Try it: Return exactly and only these lines: the first of the listing through the one containing "use rtcompare_core::models::notification::Notification;".

Records shown:
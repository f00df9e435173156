//! 테스트용 포트 구현 (스크립트된 백엔드 API / 푸시 전송 계층).

use async_trait::async_trait;
use chrono::Utc;
use parking_lot::Mutex;
use rtcompare_core::error::CoreError;
use rtcompare_core::models::metrics::{
    DashboardSnapshot, LongPollingStats, MetricsSnapshot, Technique, TechniqueMetrics,
};
use rtcompare_core::models::notification::Notification;
use rtcompare_core::ports::dashboard_api::DashboardApi;
use rtcompare_core::ports::push_transport::{
    PushConnection, PushEvent, PushSubscription, PushTransport,
};
use std::collections::VecDeque;
use std::sync::atomic::{AtomicBool, AtomicUsize, Ordering};
use std::sync::Arc;
use std::time::Duration;
use tokio::sync::mpsc;

pub(crate) fn notification(id: i64) -> Notification {
    Notification {
        id,
        message: format!("알림 {id}"),
        created_at: Utc::now(),
        delivered: false,
    }
}

pub(crate) fn notifications(ids: std::ops::RangeInclusive<i64>) -> Vec<Notification> {
    ids.map(notification).collect()
}

pub(crate) fn transport_error() -> CoreError {
    CoreError::Transport("connection refused".to_string())
}

pub(crate) fn metrics(request_count: u64, notification_count: u64, latency: f64) -> TechniqueMetrics {
    TechniqueMetrics {
        request_count,
        notification_count,
        average_latency_ms: latency,
    }
}

pub(crate) fn snapshot_of(entries: &[(Technique, TechniqueMetrics)]) -> MetricsSnapshot {
    entries
        .iter()
        .fold(MetricsSnapshot::new(), |s, (t, m)| s.with(*t, *m))
}

type Script<T> = Mutex<VecDeque<Result<T, CoreError>>>;

/// 엔드포인트별 응답을 순서대로 돌려주는 API. 스크립트가 비면 빈 성공 응답.
#[derive(Default)]
pub(crate) struct ScriptedApi {
    short: Script<Vec<Notification>>,
    long: Script<Vec<Notification>>,
    metrics: Script<MetricsSnapshot>,
    stats: Script<LongPollingStats>,
    initial: Script<DashboardSnapshot>,
    reset_fails: bool,
    short_latency: Duration,
    long_latency: Duration,
    metrics_latency: Duration,

    pub short_calls: AtomicUsize,
    pub long_calls: AtomicUsize,
    pub metrics_calls: AtomicUsize,
    pub reset_calls: AtomicUsize,
    pub client_ids: Mutex<Vec<String>>,
    long_depth: AtomicUsize,
    pub long_max_depth: AtomicUsize,
}

impl ScriptedApi {
    pub fn new() -> Self {
        Self::default()
    }

    pub fn short_responses(self, responses: Vec<Result<Vec<Notification>, CoreError>>) -> Self {
        *self.short.lock() = responses.into();
        self
    }

    pub fn long_responses(self, responses: Vec<Result<Vec<Notification>, CoreError>>) -> Self {
        *self.long.lock() = responses.into();
        self
    }

    pub fn metrics_responses(self, responses: Vec<Result<MetricsSnapshot, CoreError>>) -> Self {
        *self.metrics.lock() = responses.into();
        self
    }

    pub fn stats_responses(self, responses: Vec<Result<LongPollingStats, CoreError>>) -> Self {
        *self.stats.lock() = responses.into();
        self
    }

    pub fn initial_response(self, response: Result<DashboardSnapshot, CoreError>) -> Self {
        self.initial.lock().push_back(response);
        self
    }

    pub fn failing_reset(mut self) -> Self {
        self.reset_fails = true;
        self
    }

    pub fn short_latency(mut self, latency: Duration) -> Self {
        self.short_latency = latency;
        self
    }

    pub fn long_latency(mut self, latency: Duration) -> Self {
        self.long_latency = latency;
        self
    }

    pub fn metrics_latency(mut self, latency: Duration) -> Self {
        self.metrics_latency = latency;
        self
    }

    pub fn calls(counter: &AtomicUsize) -> usize {
        counter.load(Ordering::SeqCst)
    }
}

async fn simulate(latency: Duration) {
    if !latency.is_zero() {
        tokio::time::sleep(latency).await;
    }
}

#[async_trait]
impl DashboardApi for ScriptedApi {
    async fn fetch_short_polling(&self) -> Result<Vec<Notification>, CoreError> {
        self.short_calls.fetch_add(1, Ordering::SeqCst);
        let next = self.short.lock().pop_front();
        simulate(self.short_latency).await;
        next.unwrap_or_else(|| Ok(Vec::new()))
    }

    async fn fetch_long_polling(&self, client_id: &str) -> Result<Vec<Notification>, CoreError> {
        self.long_calls.fetch_add(1, Ordering::SeqCst);
        self.client_ids.lock().push(client_id.to_string());
        let depth = self.long_depth.fetch_add(1, Ordering::SeqCst) + 1;
        self.long_max_depth.fetch_max(depth, Ordering::SeqCst);

        let next = self.long.lock().pop_front();
        simulate(self.long_latency).await;

        self.long_depth.fetch_sub(1, Ordering::SeqCst);
        next.unwrap_or_else(|| Ok(Vec::new()))
    }

    async fn fetch_metrics(&self) -> Result<MetricsSnapshot, CoreError> {
        self.metrics_calls.fetch_add(1, Ordering::SeqCst);
        let next = self.metrics.lock().pop_front();
        simulate(self.metrics_latency).await;
        next.unwrap_or_else(|| Ok(MetricsSnapshot::new()))
    }

    async fn fetch_long_polling_stats(&self) -> Result<LongPollingStats, CoreError> {
        let next = self.stats.lock().pop_front();
        next.unwrap_or_else(|| Ok(LongPollingStats::default()))
    }

    async fn fetch_initial_snapshot(&self) -> Result<DashboardSnapshot, CoreError> {
        let next = self.initial.lock().pop_front();
        next.unwrap_or_else(|| Ok(DashboardSnapshot::default()))
    }

    async fn reset(&self) -> Result<(), CoreError> {
        self.reset_calls.fetch_add(1, Ordering::SeqCst);
        if self.reset_fails {
            Err(CoreError::ServiceUnavailable("reset".to_string()))
        } else {
            Ok(())
        }
    }
}

/// 구독마다 이벤트 송신 핸들을 보관하는 푸시 전송 계층
#[derive(Default)]
pub(crate) struct ScriptedTransport {
    outcomes: Script<()>,
    handshake_delay: Duration,
    close_delay: Duration,
    senders: Mutex<Vec<mpsc::Sender<PushEvent>>>,
    pub subscribe_calls: AtomicUsize,
    pub topics: Mutex<Vec<String>>,
    pub closes: Arc<AtomicUsize>,
}

impl ScriptedTransport {
    pub fn new() -> Self {
        Self::default()
    }

    /// 구독 결과 스크립트 (비면 성공)
    pub fn outcomes(self, outcomes: Vec<Result<(), CoreError>>) -> Self {
        *self.outcomes.lock() = outcomes.into();
        self
    }

    pub fn handshake_delay(mut self, delay: Duration) -> Self {
        self.handshake_delay = delay;
        self
    }

    /// 연결 종료에 걸리는 시간
    pub fn close_delay(mut self, delay: Duration) -> Self {
        self.close_delay = delay;
        self
    }

    /// 가장 최근 구독의 송신 핸들
    pub fn sender(&self) -> Option<mpsc::Sender<PushEvent>> {
        self.senders.lock().last().cloned()
    }

    /// 서버 측 연결 종료 흉내
    pub fn drop_senders(&self) {
        self.senders.lock().clear();
    }

    pub fn close_count(&self) -> usize {
        self.closes.load(Ordering::SeqCst)
    }
}

struct ScriptedConnection {
    closed: AtomicBool,
    closes: Arc<AtomicUsize>,
    close_delay: Duration,
}

#[async_trait]
impl PushConnection for ScriptedConnection {
    async fn close(&self) -> Result<(), CoreError> {
        simulate(self.close_delay).await;
        if !self.closed.swap(true, Ordering::SeqCst) {
            self.closes.fetch_add(1, Ordering::SeqCst);
        }
        Ok(())
    }
}

#[async_trait]
impl PushTransport for ScriptedTransport {
    async fn subscribe(&self, topic: &str) -> Result<PushSubscription, CoreError> {
        self.subscribe_calls.fetch_add(1, Ordering::SeqCst);
        self.topics.lock().push(topic.to_string());
        let outcome = self.outcomes.lock().pop_front();
        simulate(self.handshake_delay).await;
        outcome.unwrap_or(Ok(()))?;

        let (tx, rx) = mpsc::channel(16);
        self.senders.lock().push(tx);
        Ok(PushSubscription {
            events: rx,
            connection: Box::new(ScriptedConnection {
                closed: AtomicBool::new(false),
                closes: self.closes.clone(),
                close_delay: self.close_delay,
            }),
        })
    }
}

Exercise output:
repository f00df9e435173156
//! 테스트용 포트 구현 (스크립트된 백엔드 API / 푸시 전송 계층).

use async_trait::async_trait;
use chrono::Utc;
use parking_lot::Mutex;
use rtcompare_core::error::CoreError;
use rtcompare_core::models::metrics::{
    DashboardSnapshot, LongPollingStats, MetricsSnapshot, Technique, TechniqueMetrics,
};
use rtcompare_core::models::notification::Notification;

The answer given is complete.